DESCRIPTION OF THE TASK: All of the data, from the first line to the last, should be reproduced without alteration.

####

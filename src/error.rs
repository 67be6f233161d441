//! Error types for the sensor query engine.

use chrono::{DateTime, Utc};

use crate::models::SensorId;

/// Result type for query engine operations.
pub type Result<T> = std::result::Result<T, SensorError>;

/// Errors surfaced to callers of [`SensorService`](crate::service::SensorService).
#[derive(Debug, thiserror::Error)]
pub enum SensorError {
    /// Reading is missing a required field or the store rejected the write.
    #[error("cannot save reading for sensor {}: {reason}", sensor_label(.sensor_id))]
    Save {
        sensor_id: Option<SensorId>,
        reason: String,
    },

    /// A query matched zero readings.
    #[error("no readings found: {0}")]
    NotFound(String),

    /// End bound precedes start bound after normalization.
    #[error("end date cannot be before start date: start = {start}, end = {end}")]
    InvalidRange {
        start: DateTime<Utc>,
        end: DateTime<Utc>,
    },

    /// Caller supplied a parameter that could not be interpreted.
    #[error("invalid input: {0}")]
    InvalidInput(String),

    /// Statistic could not be computed for a specific sensor during aggregation.
    #[error("failed to calculate {statistic} metrics for sensor {sensor_id}: {source}")]
    Aggregation {
        sensor_id: SensorId,
        statistic: String,
        #[source]
        source: CalculationError,
    },

    /// A reading could not be turned into its projected view.
    #[error("cannot process readings: {0}")]
    Processing(String),

    /// Backing store failed while answering a query.
    #[error(transparent)]
    Store(#[from] StoreError),
}

fn sensor_label(sensor_id: &Option<SensorId>) -> String {
    sensor_id
        .as_ref()
        .map_or_else(|| "<missing>".to_string(), SensorId::to_string)
}

/// Errors from the statistics engine.
#[derive(Debug, Clone, PartialEq, thiserror::Error)]
pub enum CalculationError {
    #[error("cannot calculate {statistic} of an empty value set")]
    Empty { statistic: String },

    #[error("invalid statistic: {0}")]
    UnknownStatistic(String),

    #[error("{statistic} is not a finite number: {value}")]
    NonFinite { statistic: String, value: f64 },
}

/// Errors raised by a [`ReadingStore`](crate::store::ReadingStore) backend.
#[derive(Debug, thiserror::Error)]
pub enum StoreError {
    #[error("database error: {0}")]
    Database(#[from] sqlx::Error),

    #[error("store unavailable: {0}")]
    Unavailable(String),
}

####

SOLUTION TO THIS PROBLEM:
filename src/error.rs
repository 67be6f233161d441
//! Error types for the sensor query engine.

use chrono::{DateTime, Utc};

use crate::models::SensorId;

/// Result type for query engine operations.
pub type Result<T> = std::result::Result<T, SensorError>;

/// Errors surfaced to callers of [`SensorService`](crate::service::SensorService).
#[derive(Debug, thiserror::Error)]
pub enum SensorError {
    /// Reading is missing a required field or the store rejected the write.
    #[error("cannot save reading for sensor {}: {reason}", sensor_label(.sensor_id))]
    Save {
        sensor_id: Option<SensorId>,
        reason: String,
    },

    /// A query matched zero readings.
    #[error("no readings found: {0}")]
    NotFound(String),

    /// End bound precedes start bound after normalization.
    #[error("end date cannot be before start date: start = {start}, end = {end}")]
    InvalidRange {
        start: DateTime<Utc>,
        end: DateTime<Utc>,
    },

    /// Caller supplied a parameter that could not be interpreted.
    #[error("invalid input: {0}")]
    InvalidInput(String),

    /// Statistic could not be computed for a specific sensor during aggregation.
    #[error("failed to calculate {statistic} metrics for sensor {sensor_id}: {source}")]
    Aggregation {
        sensor_id: SensorId,
        statistic: String,
        #[source]
        source: CalculationError,
    },

    /// A reading could not be turned into its projected view.
    #[error("cannot process readings: {0}")]
    Processing(String),

    /// Backing store failed while answering a query.
    #[error(transparent)]
    Store(#[from] StoreError),
}

fn sensor_label(sensor_id: &Option<SensorId>) -> String {
    sensor_id
        .as_ref()
        .map_or_else(|| "<missing>".to_string(), SensorId::to_string)
}

/// Errors from the statistics engine.
#[derive(Debug, Clone, PartialEq, thiserror::Error)]
pub enum CalculationError {
    #[error("cannot calculate {statistic} of an empty value set")]
    Empty { statistic: String },

    #[error("invalid statistic: {0}")]
    UnknownStatistic(String),

    #[error("{statistic} is not a finite number: {value}")]
    NonFinite { statistic: String, value: f64 },
}

/// Errors raised by a [`ReadingStore`](crate::store::ReadingStore) backend.
#[derive(Debug, thiserror::Error)]
pub enum StoreError {
    #[error("database error: {0}")]
    Database(#[from] sqlx::Error),

    #[error("store unavailable: {0}")]
    Unavailable(String),
}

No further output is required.